Voices for America’s Children, the nation’s largest network of multi-issue child advocacy organizations, last week released an updated report tracking questions about child policy – like
K-12 education, child health, child safety, and child poverty – raised in the first 20 presidential debates. The new edition examines each of the transcripts of the Republican presidential debates beginning with Greenville, South Carolina, on May 5, 2011, and ending in Mesa, Arizona on February 22, 2012.
“While children represent 24 percent of the population and 100 percent of our future, questions about their future constituted less than 2 percent of all questions raised in those debates,” said Bill Bentley, president and CEO of Voices for America’s Children. “America’s more than 74 million children can’t vote, but they should be heard, especially in a time of widespread hardship for families.”

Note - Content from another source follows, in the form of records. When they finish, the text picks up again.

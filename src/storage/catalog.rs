use std::fmt;

pub const EXAMINERS_FILE: &str = "examiner_data.dat";
pub const MODULES_FILE: &str = "module_data.dat";
pub const ACTIONS_FILE: &str = "external_examiner_actions.dat";
pub const PAPERS_FILE_SUFFIX: &str = "_examination_papers.dat";

/// Every durable collection the board keeps. Each one maps to exactly one file.
#[derive(Debug, Clone, PartialEq, Eq, Hash)]
pub enum PartitionName {
    Examiners,
    Modules,
    Actions,
    Papers(String),
}

impl PartitionName {
    pub fn papers(module_code: impl Into<String>) -> Self {
        Self::Papers(module_code.into())
    }

    /// Entity kind stored in the partition, written into the envelope header.
    pub fn kind(&self) -> &'static str {
        match self {
            Self::Examiners => "examiners",
            Self::Modules => "modules",
            Self::Actions => "actions",
            Self::Papers(_) => "papers",
        }
    }

    pub fn file_name(&self) -> String {
        match self {
            Self::Examiners => EXAMINERS_FILE.to_string(),
            Self::Modules => MODULES_FILE.to_string(),
            Self::Actions => ACTIONS_FILE.to_string(),
            Self::Papers(module_code) => format!("{}{}", module_code, PAPERS_FILE_SUFFIX),
        }
    }
}

impl fmt::Display for PartitionName {
    fn fmt(&self, f: &mut fmt::Formatter<'_>) -> fmt::Result {
        match self {
            Self::Papers(module_code) => write!(f, "papers:{}", module_code),
            other => write!(f, "{}", other.kind()),
        }
    }
}
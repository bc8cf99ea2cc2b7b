use crate::core::{BoardError, ExamRules, Result};
use crate::model::action::ExaminerAction;
use serde::{Deserialize, Serialize};
use std::fmt;
use uuid::Uuid;

/// Materials a candidate may bring into the examination hall.
#[derive(Debug, Clone, Copy, Default, PartialEq, Eq, Serialize, Deserialize)]
pub struct AllowedMaterials {
    pub log_tables: bool,
    pub actuarial_tables: bool,
    pub statistical_tables: bool,
    pub graph_paper: bool,
    pub dictionaries: bool,
    pub attached_answer_sheet: bool,
    pub thermodynamic_tables: bool,
    pub non_programmable_calculators: bool,
    pub rate_tables: bool,
}

impl AllowedMaterials {
    pub fn entries(&self) -> [(&'static str, bool); 9] {
        [
            ("Log Tables", self.log_tables),
            ("Actuarial Tables", self.actuarial_tables),
            ("Statistical Tables", self.statistical_tables),
            ("Graph Paper", self.graph_paper),
            ("Dictionaries", self.dictionaries),
            ("Attached Answer Sheet", self.attached_answer_sheet),
            ("Thermodynamic Tables", self.thermodynamic_tables),
            ("Non-Programmable Calculators", self.non_programmable_calculators),
            ("Rate Tables", self.rate_tables),
        ]
    }
}

#[derive(Debug, Clone, PartialEq, Eq, Serialize, Deserialize)]
pub struct QuestionPart {
    pub text: String,
    pub marks: u32,
}

impl QuestionPart {
    pub fn new(text: impl Into<String>, marks: u32) -> Self {
        Self {
            text: text.into(),
            marks,
        }
    }
}

impl fmt::Display for QuestionPart {
    fn fmt(&self, f: &mut fmt::Formatter<'_>) -> fmt::Result {
        write!(f, "{} ({} Marks)", self.text, self.marks)
    }
}

/// A question is identified only by its position within the paper.
#[derive(Debug, Clone, PartialEq, Eq, Serialize, Deserialize)]
pub struct Question {
    pub text: String,
    pub parts: Vec<QuestionPart>,
    pub marks: u32,
}

impl Question {
    pub fn new(text: impl Into<String>, parts: Vec<QuestionPart>, marks: u32) -> Self {
        Self {
            text: text.into(),
            parts,
            marks,
        }
    }

    /// Sum of the part marks, `None` if it does not fit in a `u32`.
    pub fn assigned_part_marks(&self) -> Option<u32> {
        sum_marks(self.parts.iter().map(|part| part.marks))
    }

    pub fn validate(&self, rules: &ExamRules) -> Result<()> {
        if self.marks == 0 {
            return Err(BoardError::validation("A question must carry at least one mark"));
        }
        if self.marks > rules.total_marks {
            return Err(BoardError::validation(format!(
                "A question may carry at most {} marks, got {}",
                rules.total_marks, self.marks
            )));
        }
        if self.parts.len() < rules.min_parts {
            return Err(BoardError::validation(format!(
                "At least {} part(s) required for each question",
                rules.min_parts
            )));
        }
        if self.parts.len() > rules.max_parts {
            return Err(BoardError::validation(format!(
                "A question may have at most {} parts, got {}",
                rules.max_parts,
                self.parts.len()
            )));
        }
        if let Some(part) = self.parts.iter().find(|part| part.marks > self.marks) {
            return Err(BoardError::validation(format!(
                "Part '{}' carries {} marks, more than the question's {}",
                part.text, part.marks, self.marks
            )));
        }
        let assigned = self
            .assigned_part_marks()
            .ok_or_else(|| BoardError::validation("Part marks overflow"))?;
        if assigned > self.marks {
            return Err(BoardError::validation(format!(
                "Part marks ({}) exceed the question's {} marks",
                assigned, self.marks
            )));
        }
        Ok(())
    }
}

impl fmt::Display for Question {
    fn fmt(&self, f: &mut fmt::Formatter<'_>) -> fmt::Result {
        writeln!(f, "Question Text: {} [{} Marks]", self.text, self.marks)?;
        for (index, part) in self.parts.iter().enumerate() {
            let label = ExamRules::part_label(index).unwrap_or('?');
            writeln!(f, "\t({}) {}", label, part)?;
        }
        Ok(())
    }
}

/// Paper content supplied by a workflow before an id is assigned.
#[derive(Debug, Clone, Default, PartialEq, Eq, Serialize, Deserialize)]
pub struct PaperDraft {
    #[serde(default)]
    pub materials: AllowedMaterials,
    pub questions: Vec<Question>,
}

impl PaperDraft {
    /// Sum of the question marks, `None` if it does not fit in a `u32`.
    pub fn total_marks(&self) -> Option<u32> {
        sum_marks(self.questions.iter().map(|question| question.marks))
    }

    /// Checks question count, per-question part limits and the mark total.
    pub fn validate(&self, rules: &ExamRules) -> Result<()> {
        if self.questions.len() < rules.min_questions {
            return Err(BoardError::validation(format!(
                "A paper needs at least {} question(s)",
                rules.min_questions
            )));
        }
        if self.questions.len() > rules.max_questions {
            return Err(BoardError::validation(format!(
                "A paper may have at most {} questions, got {}",
                rules.max_questions,
                self.questions.len()
            )));
        }
        for (index, question) in self.questions.iter().enumerate() {
            question.validate(rules).map_err(|err| match err {
                BoardError::Validation(msg) => {
                    BoardError::Validation(format!("Question {}: {}", index + 1, msg))
                }
                other => other,
            })?;
        }
        let total = self
            .total_marks()
            .ok_or_else(|| BoardError::validation("Question marks overflow"))?;
        if total != rules.total_marks {
            return Err(BoardError::validation(format!(
                "Total marks for all questions must add up to {}, got {}",
                rules.total_marks, total
            )));
        }
        Ok(())
    }
}

#[derive(Debug, Clone, PartialEq, Eq, Serialize, Deserialize)]
pub struct ExaminationPaper {
    pub paper_id: Uuid,
    pub module_code: String,
    pub materials: AllowedMaterials,
    pub total_questions: u32,
    pub required_answers: u32,
    pub questions: Vec<Question>,
    /// Denormalized copy of this paper's entries in the global action log.
    pub actions: Vec<ExaminerAction>,
}

impl ExaminationPaper {
    pub fn from_draft(
        paper_id: Uuid,
        module_code: impl Into<String>,
        draft: PaperDraft,
        rules: &ExamRules,
    ) -> Self {
        Self {
            paper_id,
            module_code: module_code.into(),
            materials: draft.materials,
            total_questions: draft.questions.len() as u32,
            required_answers: rules.required_answers,
            questions: draft.questions,
            actions: Vec::new(),
        }
    }

    pub fn total_marks(&self) -> Option<u32> {
        sum_marks(self.questions.iter().map(|question| question.marks))
    }

    /// Returns a new record with `action` appended; `self` is left untouched.
    pub fn with_action(&self, action: ExaminerAction) -> Self {
        let mut actions = Vec::with_capacity(self.actions.len() + 1);
        actions.extend(self.actions.iter().cloned());
        actions.push(action);
        self.with_actions(actions)
    }

    pub fn with_actions(&self, actions: Vec<ExaminerAction>) -> Self {
        Self {
            actions,
            ..self.clone()
        }
    }
}

impl fmt::Display for ExaminationPaper {
    fn fmt(&self, f: &mut fmt::Formatter<'_>) -> fmt::Result {
        writeln!(f, "ExaminationPaper:")?;
        writeln!(f, "\tpaperId='{}'", self.paper_id)?;
        writeln!(f, "\tmoduleCode='{}'", self.module_code)?;
        for (label, allowed) in self.materials.entries() {
            writeln!(f, "\tAllow {}: {}", label, if allowed { "Yes" } else { "No" })?;
        }
        writeln!(f, "\ttotalQuestions={}", self.total_questions)?;
        writeln!(f, "\trequiredAnswers={}", self.required_answers)?;
        writeln!(f, "\tquestions=[")?;
        for (index, question) in self.questions.iter().enumerate() {
            write!(f, "\t{}. {}", index + 1, question)?;
        }
        writeln!(f, "\t]")?;
        for action in &self.actions {
            writeln!(f, "\t\t{}", action)?;
        }
        Ok(())
    }
}

fn sum_marks(marks: impl Iterator<Item = u32>) -> Option<u32> {
    marks.fold(Some(0u32), |total, m| total?.checked_add(m))
}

The report, “Election 2012 Debate Watch Update: Moving America’s Children Into the Spotlight,” shows that candidates at the 20 Republican Party presidential debates fielded more than 1,000 questions on national security, the economy, immigration, social security, the federal deficit, and other issues, yet only 17 questions on K-12 education, child health, welfare and poverty. No questions were fielded on child protection, early childhood education, or children with disabilities.
The report also cited Kids Share, a study by Brookings and the Urban Institute, which shows that the federal government spends $374 billion annually for child health, safety, nutrition, education, and economic security programs, about one-third of all federal, state, and local public investments in children’s programs.
Members of Voices for America’s Children have signed a resolution calling for increased attention to children’s issues, which will be submitted to presidential candidates and candidates for Congress through member organizations and their policy coalitions.